=== AVAILABLE RECORDS ===

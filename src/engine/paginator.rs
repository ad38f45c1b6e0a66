//! Paginated batch fetch.
//!
//! Pages through the projection source at a fixed page size until a short
//! page, an empty page, a failed request, or the offset ceiling. A failed
//! page ends the loop but keeps what was already accumulated.

use std::collections::HashSet;
use std::sync::Arc;
use tokio_util::sync::CancellationToken;
use tracing::{debug, info, warn};

use crate::resilience::CallGuard;
use crate::services::{BatchQuery, ProjectionSource};
use crate::types::{PipelineError, Projection, Sport};

/// Why the loop stopped.
#[derive(Debug, Clone, Copy, PartialEq, Eq)]
pub enum StopReason {
    /// A page came back shorter than the page size.
    ShortPage,
    EmptyPage,
    /// A page request failed; earlier pages are kept.
    Failed,
    /// The next offset would reach the ceiling.
    Ceiling,
}

/// Position reported before each page request.
#[derive(Debug, Clone, Copy, PartialEq, Eq)]
pub struct PageProgress {
    pub offset: usize,
    pub ceiling: usize,
    pub accumulated: usize,
}

impl PageProgress {
    /// Fraction of the ceiling already covered, in `0.0..=1.0`.
    pub fn fraction(&self) -> f64 {
        if self.ceiling == 0 {
            return 1.0;
        }
        (self.offset as f64 / self.ceiling as f64).min(1.0)
    }
}

#[derive(Debug, Clone)]
pub struct Collected {
    pub projections: Vec<Projection>,
    pub fetches: usize,
    pub stop: StopReason,
    pub duplicates: usize,
}

pub struct Paginator {
    source: Arc<dyn ProjectionSource>,
    guard: CallGuard,
    page_size: usize,
    ceiling: usize,
}

impl Paginator {
    pub fn new(
        source: Arc<dyn ProjectionSource>,
        guard: CallGuard,
        page_size: usize,
        ceiling: usize,
    ) -> Self {
        Self {
            source,
            guard,
            page_size: page_size.max(1),
            ceiling,
        }
    }

    pub fn page_size(&self) -> usize {
        self.page_size
    }

    pub fn ceiling(&self) -> usize {
        self.ceiling
    }

    /// Fetch every page for `sport` / `prop_type` / `stat_types`.
    ///
    /// `on_page` runs before each request; returning an error aborts the
    /// loop with that error. The only errors this returns are `Superseded`
    /// and whatever `on_page` returns.
    pub async fn collect<F>(
        &self,
        sport: &Sport,
        prop_type: &str,
        stat_types: &[String],
        token: &CancellationToken,
        mut on_page: F,
    ) -> Result<Collected, PipelineError>
    where
        F: FnMut(PageProgress) -> Result<(), PipelineError> + Send,
    {
        let mut projections: Vec<Projection> = Vec::new();
        let mut seen: HashSet<String> = HashSet::new();
        let mut duplicates = 0;
        let mut fetches = 0;
        let mut offset = 0;

        let stop = loop {
            if offset >= self.ceiling {
                break StopReason::Ceiling;
            }
            if token.is_cancelled() {
                return Err(PipelineError::Superseded);
            }
            on_page(PageProgress {
                offset,
                ceiling: self.ceiling,
                accumulated: projections.len(),
            })?;

            let query = BatchQuery {
                sport: sport.clone(),
                prop_type: prop_type.to_string(),
                stat_types: stat_types.to_vec(),
                limit: self.page_size,
                offset,
            };
            fetches += 1;
            let result = self.guard.call(self.source.fetch_batch(&query)).await;

            // In-flight results of a stale session are discarded.
            if token.is_cancelled() {
                return Err(PipelineError::Superseded);
            }

            let batch = match result {
                Ok(batch) => batch,
                Err(e) => {
                    warn!(
                        sport = %sport,
                        offset,
                        accumulated = projections.len(),
                        error = %e,
                        "Batch fetch failed; keeping partial results"
                    );
                    break StopReason::Failed;
                }
            };

            let received = batch.len();
            debug!(sport = %sport, offset, received, "Fetched projection batch");
            for projection in batch {
                if seen.insert(projection.id.clone()) {
                    projections.push(projection);
                } else {
                    duplicates += 1;
                }
            }

            if received == 0 {
                break StopReason::EmptyPage;
            }
            if received < self.page_size {
                break StopReason::ShortPage;
            }
            offset += self.page_size;
        };

        info!(
            sport = %sport,
            fetches,
            total = projections.len(),
            duplicates,
            stop = ?stop,
            "Pagination finished"
        );

        Ok(Collected {
            projections,
            fetches,
            stop,
            duplicates,
        })
    }
}

// ---------------------------------------------------------------------------
// Tests
// ---------------------------------------------------------------------------
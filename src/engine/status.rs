//! Consumer-facing stage/progress publishing.
//!
//! The latest state lives in a `watch` channel; every individual update is
//! also broadcast so consumers can follow the full stage sequence. Each
//! publish checks the session's cancellation flag while holding the watch
//! lock, so a superseded session can never publish after its successor.

use chrono::{DateTime, Utc};
use serde::Serialize;
use std::sync::Arc;
use tokio::sync::{broadcast, watch};
use uuid::Uuid;

use super::session::FetchSession;
use crate::types::{EnrichedProjection, PipelineError, Sport, Stage};

const EVENT_CAPACITY: usize = 256;

/// One stage/progress/message update.
#[derive(Debug, Clone, Serialize)]
pub struct StatusUpdate {
    pub session_id: Uuid,
    pub sport: Sport,
    pub stage: Stage,
    pub progress: u8,
    pub message: Option<String>,
    pub attempt: u32,
    pub at: DateTime<Utc>,
}

/// What the consumer currently sees.
#[derive(Debug, Clone, Serialize, Default)]
pub struct PipelineSnapshot {
    pub session_id: Option<Uuid>,
    pub sport: Option<Sport>,
    pub stage: Stage,
    pub progress: u8,
    pub message: Option<String>,
    pub error: Option<String>,
    pub attempt: u32,
    /// Last published result set. Survives failed runs.
    #[serde(skip)]
    pub projections: Arc<Vec<EnrichedProjection>>,
    pub result_count: usize,
    pub enriched: bool,
    pub published_at: Option<DateTime<Utc>>,
    pub updated_at: Option<DateTime<Utc>>,
}

pub struct StatusPublisher {
    state: watch::Sender<PipelineSnapshot>,
    events: broadcast::Sender<StatusUpdate>,
}

impl Default for StatusPublisher {
    fn default() -> Self {
        Self::new()
    }
}

impl StatusPublisher {
    pub fn new() -> Self {
        let (state, _) = watch::channel(PipelineSnapshot::default());
        let (events, _) = broadcast::channel(EVENT_CAPACITY);
        Self { state, events }
    }

    pub fn subscribe(&self) -> watch::Receiver<PipelineSnapshot> {
        self.state.subscribe()
    }

    pub fn events(&self) -> broadcast::Receiver<StatusUpdate> {
        self.events.subscribe()
    }

    pub fn snapshot(&self) -> PipelineSnapshot {
        self.state.borrow().clone()
    }

    /// Move `session` to `stage` and publish it.
    pub(crate) fn stage(
        &self,
        session: &mut FetchSession,
        stage: Stage,
        progress: u8,
        message: Option<String>,
    ) -> Result<(), PipelineError> {
        session.ensure_live()?;
        session.stage = stage;
        session.progress = progress.min(100);
        session.message = message;
        self.publish(session, |snap| {
            if stage == Stage::Initializing {
                snap.error = None;
            }
        })
    }

    /// Publish the final result set; returns the shared handle the
    /// consumer now owns.
    pub(crate) fn complete(
        &self,
        session: &mut FetchSession,
        projections: Vec<EnrichedProjection>,
        enriched: bool,
    ) -> Result<Arc<Vec<EnrichedProjection>>, PipelineError> {
        session.ensure_live()?;
        session.stage = Stage::Complete;
        session.progress = 100;
        session.message = None;

        let published = Arc::new(projections);
        let handle = Arc::clone(&published);
        self.publish(session, move |snap| {
            snap.error = None;
            snap.result_count = published.len();
            snap.enriched = enriched;
            snap.projections = published;
            snap.published_at = Some(Utc::now());
        })?;
        Ok(handle)
    }

    /// Publish a terminal failure, leaving the previous result set in
    /// place. Returns that previous set.
    pub(crate) fn fail(
        &self,
        session: &mut FetchSession,
        error: &PipelineError,
    ) -> Result<Arc<Vec<EnrichedProjection>>, PipelineError> {
        session.ensure_live()?;
        session.stage = Stage::Error;
        session.message = Some(format!("Unable to load projections: {error}"));

        let text = error.to_string();
        let mut previous = Arc::default();
        self.publish(session, |snap| {
            snap.error = Some(text);
            previous = Arc::clone(&snap.projections);
        })?;
        Ok(previous)
    }

    fn publish(
        &self,
        session: &FetchSession,
        apply: impl FnOnce(&mut PipelineSnapshot),
    ) -> Result<(), PipelineError> {
        let mut live = false;
        self.state.send_if_modified(|snap| {
            if session.is_cancelled() {
                return false;
            }
            live = true;

            let now = Utc::now();
            snap.session_id = Some(session.id());
            snap.sport = Some(session.sport().clone());
            snap.stage = session.stage;
            snap.progress = session.progress;
            snap.message = session.message.clone();
            snap.attempt = session.attempt;
            snap.updated_at = Some(now);
            apply(snap);

            // No subscribers is fine; the watch state is authoritative.
            let _ = self.events.send(StatusUpdate {
                session_id: session.id(),
                sport: session.sport().clone(),
                stage: session.stage,
                progress: session.progress,
                message: session.message.clone(),
                attempt: session.attempt,
                at: now,
            });
            true
        });

        if live {
            Ok(())
        } else {
            Err(PipelineError::Superseded)
        }
    }
}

===

(TASK TO COMPLETE)
Across all lines of the data above, count those that contain the word "derive", giving the number without further comment.

(ANSWER SECTION)
5